Pull each line holding the word "every" from the data.

*** Source records Section Begins ***

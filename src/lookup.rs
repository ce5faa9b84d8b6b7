//! Batched citation lookup.
//!
//! Resolves citation keys against a [`RecordStore`] a batch at a time and
//! normalizes each returned row into a [`NormalizedRecord`].

use std::collections::BTreeMap;

use crate::cite::CitationFrequency;
use crate::library::{LibraryError, RawRecord, RecordStore};
use crate::normalize::{normalize_authors, normalize_date};

/// Keys per query; keeps the `IN (...)` list well below SQLite's limits.
pub const DEFAULT_BATCH_SIZE: usize = 100;

/// Upper bound on keys per query: SQLite's host parameter limit.
pub const MAX_BATCH_SIZE: usize = 32766;

/// A publication in BibTeX terms, ready to be serialized.
///
/// Fields whose source value was missing are `None` and never emitted.
#[derive(Debug, Clone, Default, PartialEq, Eq)]
pub struct NormalizedRecord {
    /// The citation key
    pub key: String,
    /// `Surname, Given and Surname, Given`
    pub author: Option<String>,
    pub title: Option<String>,
    pub journal: Option<String>,
    /// Four-digit year
    pub year: Option<String>,
    /// Three-letter month abbreviation (e.g. "jun")
    pub month: Option<String>,
    pub volume: Option<String>,
    pub number: Option<String>,
    /// Page range as `start--end`
    pub pages: Option<String>,
}

impl NormalizedRecord {
    /// Builds the BibTeX view of a raw publication row.
    ///
    /// The page range is only kept when both bounds are known.
    pub fn from_raw(raw: RawRecord) -> Self {
        let date = raw
            .publication_date
            .as_deref()
            .map(normalize_date)
            .unwrap_or_default();

        let pages = match (raw.start_page, raw.end_page) {
            (Some(start), Some(end)) => Some(format!("{}--{}", start, end)),
            _ => None,
        };

        NormalizedRecord {
            key: raw.citekey,
            author: raw.author_string.as_deref().map(normalize_authors),
            title: raw.title,
            journal: raw.venue,
            year: date.year,
            month: date.month.map(str::to_string),
            volume: raw.volume,
            number: raw.number,
            pages,
        }
    }
}

/// Looks up `keys` in `store`, at most `batch_size` keys per query.
///
/// Returns one record per key that has a matching row. Keys without a row are
/// absent from the map; an empty key list issues no query at all. A
/// `batch_size` of zero is treated as one.
pub fn lookup<S>(
    store: &S,
    keys: &[String],
    batch_size: usize,
) -> Result<BTreeMap<String, NormalizedRecord>, LibraryError>
where
    S: RecordStore + ?Sized,
{
    let mut results = BTreeMap::new();

    for (index, batch) in keys.chunks(batch_size.max(1)).enumerate() {
        let rows = store.fetch(batch)?;
        tracing::debug!(
            batch = index,
            requested = batch.len(),
            found = rows.len(),
            "queried citation batch"
        );

        for row in rows {
            let record = NormalizedRecord::from_raw(row);
            results.insert(record.key.clone(), record);
        }
    }

    Ok(results)
}

/// Cited keys that have no record, in key order.
pub fn unresolved_keys<'a>(
    frequency: &'a CitationFrequency,
    records: &BTreeMap<String, NormalizedRecord>,
) -> Vec<&'a str> {
    frequency
        .iter()
        .map(|(key, _)| key.as_str())
        .filter(|key| !records.contains_key(*key))
        .collect()
}
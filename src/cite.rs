//! LaTeX citation key extraction.
//!
//! Finds `\cite{...}`, `\citet{...}` and `\citep{...}` markers in text and
//! tallies how often each citation key is used.

use std::collections::btree_map;
use std::collections::BTreeMap;
use std::sync::OnceLock;

use regex::Regex;

/// Matches `\cite{..}`, `\citet{..}` and `\citep{..}`.
/// Group 1: the raw brace argument (up to the first closing brace)
fn cite_regex() -> &'static Regex {
    static RE: OnceLock<Regex> = OnceLock::new();
    RE.get_or_init(|| Regex::new(r"\\cite[tp]?\{(.*?)\}").expect("citation regex is valid"))
}

/// Occurrence counts of citation keys across every processed document.
///
/// Keys are opaque: no case folding or punctuation cleanup is applied.
/// Iteration is ordered by key.
#[derive(Debug, Clone, Default, PartialEq, Eq)]
pub struct CitationFrequency {
    counts: BTreeMap<String, usize>,
    empty_tokens: usize,
}

impl CitationFrequency {
    pub fn new() -> Self {
        Self::default()
    }

    /// Scans `text` for citation markers and registers every key found.
    ///
    /// The brace argument may hold several comma-separated keys; each one is
    /// trimmed and counted independently. Empty tokens (from `\cite{}` or a
    /// trailing comma) are not registered, only tallied in
    /// [`empty_tokens`](Self::empty_tokens).
    ///
    /// # Examples
    ///
    /// ```
    /// use papers_bibtex::CitationFrequency;
    ///
    /// let mut freq = CitationFrequency::new();
    /// freq.extract(r"See \cite{A,B} and later \citep{A}.");
    /// assert_eq!(freq.count("A"), 2);
    /// assert_eq!(freq.count("B"), 1);
    /// ```
    pub fn extract(&mut self, text: &str) {
        for cap in cite_regex().captures_iter(text) {
            let argument = cap.get(1).map_or("", |m| m.as_str());
            for key in argument.split(',') {
                self.register(key.trim());
            }
        }
    }

    fn register(&mut self, key: &str) {
        if key.is_empty() {
            self.empty_tokens += 1;
            return;
        }
        *self.counts.entry(key.to_string()).or_insert(0) += 1;
    }

    /// Folds the counts of `other` into this accumulator.
    pub fn merge(&mut self, other: CitationFrequency) {
        for (key, count) in other.counts {
            *self.counts.entry(key).or_insert(0) += count;
        }
        self.empty_tokens += other.empty_tokens;
    }

    /// Number of times `key` was cited (0 if never).
    pub fn count(&self, key: &str) -> usize {
        self.counts.get(key).copied().unwrap_or(0)
    }

    pub fn contains(&self, key: &str) -> bool {
        self.counts.contains_key(key)
    }

    /// Distinct keys, in key order.
    pub fn keys(&self) -> Vec<String> {
        self.counts.keys().cloned().collect()
    }

    pub fn iter(&self) -> btree_map::Iter<'_, String, usize> {
        self.counts.iter()
    }

    pub fn len(&self) -> usize {
        self.counts.len()
    }

    pub fn is_empty(&self) -> bool {
        self.counts.is_empty()
    }

    /// Empty key tokens seen and discarded.
    pub fn empty_tokens(&self) -> usize {
        self.empty_tokens
    }
}

impl<'a> IntoIterator for &'a CitationFrequency {
    type Item = (&'a String, &'a usize);
    type IntoIter = btree_map::Iter<'a, String, usize>;

    fn into_iter(self) -> Self::IntoIter {
        self.iter()
    }
}
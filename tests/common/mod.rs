//! Shared test fixtures: temporary Papers2 databases and input documents.

#![allow(dead_code)]

use std::fs;
use std::path::{Path, PathBuf};

use rusqlite::Connection;
use tempfile::TempDir;

/// The subset of the Papers2 `Publication` table the tool reads.
pub const PUBLICATION_SCHEMA: &str = "CREATE TABLE Publication (
    citekey TEXT,
    publication_date TEXT,
    full_author_string TEXT,
    attributed_title TEXT,
    bundle_string TEXT,
    volume TEXT,
    number TEXT,
    startpage INTEGER,
    endpage INTEGER
);";

/// A publication row to seed a test library with.
pub struct Publication<'a> {
    pub citekey: &'a str,
    pub publication_date: Option<&'a str>,
    pub authors: Option<&'a str>,
    pub title: Option<&'a str>,
    pub journal: Option<&'a str>,
    pub volume: Option<&'a str>,
    pub number: Option<&'a str>,
    pub start_page: Option<i64>,
    pub end_page: Option<i64>,
}

/// The example entry from the Papers2 documentation.
pub fn proudfoot() -> Publication<'static> {
    Publication {
        citekey: "Proudfoot:2004gs",
        publication_date: Some("99200406011200000000222000"),
        authors: Some("Nick Proudfoot"),
        title: Some("New perspectives on connecting messenger RNA 3' end formation to transcription"),
        journal: Some("Current opinion in cell biology"),
        volume: Some("16"),
        number: Some("3"),
        start_page: Some(272),
        end_page: Some(278),
    }
}

/// A publication with only a key and a title.
pub fn bare(citekey: &str) -> Publication<'_> {
    Publication {
        citekey,
        publication_date: None,
        authors: None,
        title: Some("Untitled"),
        journal: None,
        volume: None,
        number: None,
        start_page: None,
        end_page: None,
    }
}

/// Creates `Database.papersdb` inside `dir` holding `publications`.
pub fn create_library(dir: &Path, publications: &[Publication]) -> PathBuf {
    let path = dir.join("Database.papersdb");
    let conn = Connection::open(&path).unwrap();
    conn.execute_batch(PUBLICATION_SCHEMA).unwrap();
    for p in publications {
        conn.execute(
            "INSERT INTO Publication (citekey, publication_date, full_author_string,
                attributed_title, bundle_string, volume, number, startpage, endpage)
             VALUES (?1, ?2, ?3, ?4, ?5, ?6, ?7, ?8, ?9)",
            rusqlite::params![
                p.citekey,
                p.publication_date,
                p.authors,
                p.title,
                p.journal,
                p.volume,
                p.number,
                p.start_page,
                p.end_page,
            ],
        )
        .unwrap();
    }
    path
}

/// Writes `content` to `dir/name` and returns the path.
pub fn write_file(dir: &TempDir, name: &str, content: &str) -> PathBuf {
    let path = dir.path().join(name);
    fs::write(&path, content).unwrap();
    path
}
//! papers-bibtex: build a minimal BibTeX file from the `\cite` keys in LaTeX
//! documents, using a Papers2 library as the source of metadata.
//!
//! This library provides functionality to:
//! - Extract and count `\cite`, `\citet` and `\citep` keys
//! - Look up the cited publications in a Papers2 SQLite database, in batches
//! - Normalize packed dates and author lists
//! - Serialize the results as BibTeX `@article` entries

pub mod bibtex;
pub mod cite;
pub mod config;
pub mod inputs;
pub mod library;
pub mod lookup;
pub mod normalize;

pub use bibtex::{to_bibtex, write_bibliography};
pub use cite::CitationFrequency;
pub use config::{load_rc, resolve_db_path};
pub use inputs::{expand_patterns, scan_file, scan_reader};
pub use library::{PapersLibrary, RawRecord, RecordStore};
pub use lookup::{lookup, unresolved_keys, NormalizedRecord, DEFAULT_BATCH_SIZE, MAX_BATCH_SIZE};
pub use normalize::{normalize_authors, normalize_date, PublicationDate};
//! BibTeX output.
//!
//! Renders [`NormalizedRecord`]s as minimal `@article` entries.

use std::io::{self, Write};

use crate::lookup::NormalizedRecord;

/// Renders one record as a BibTeX `@article` block.
///
/// Fields are written in a fixed order and only when present. The title is
/// wrapped in double braces so BibTeX keeps its capitalization. The block has
/// no trailing newline.
///
/// # Examples
///
/// ```
/// use papers_bibtex::{to_bibtex, NormalizedRecord};
///
/// let record = NormalizedRecord {
///     key: "Proudfoot:2004gs".to_string(),
///     title: Some("New perspectives".to_string()),
///     year: Some("2004".to_string()),
///     ..Default::default()
/// };
/// assert_eq!(
///     to_bibtex(&record),
///     "@article{Proudfoot:2004gs,\ntitle = {{New perspectives}},\nyear = {2004}\n}"
/// );
/// ```
pub fn to_bibtex(record: &NormalizedRecord) -> String {
    let fields = [
        ("author", &record.author),
        ("title", &record.title),
        ("journal", &record.journal),
        ("year", &record.year),
        ("month", &record.month),
        ("volume", &record.volume),
        ("number", &record.number),
        ("pages", &record.pages),
    ];

    let lines: Vec<String> = fields
        .iter()
        .filter_map(|(name, value)| value.as_deref().map(|v| (*name, v)))
        .map(|(name, value)| match name {
            "title" => format!("title = {{{{{}}}}}", value),
            _ => format!("{} = {{{}}}", name, value),
        })
        .collect();

    let mut entry = format!("@article{{{},\n", record.key);
    if !lines.is_empty() {
        entry.push_str(&lines.join(",\n"));
        entry.push('\n');
    }
    entry.push('}');
    entry
}

/// Writes every record as a BibTeX block followed by a blank line.
pub fn write_bibliography<'a, W, I>(writer: &mut W, records: I) -> io::Result<usize>
where
    W: Write + ?Sized,
    I: IntoIterator<Item = &'a NormalizedRecord>,
{
    let mut written = 0;
    for record in records {
        write!(writer, "{}\n\n", to_bibtex(record))?;
        written += 1;
    }
    writer.flush()?;
    Ok(written)
}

*** Source records Section Ends ***

◆ **Task output**
/// Occurrence counts of citation keys across every processed document.
    /// Scans `text` for citation markers and registers every key found.
/// Writes every record as a BibTeX block followed by a blank line.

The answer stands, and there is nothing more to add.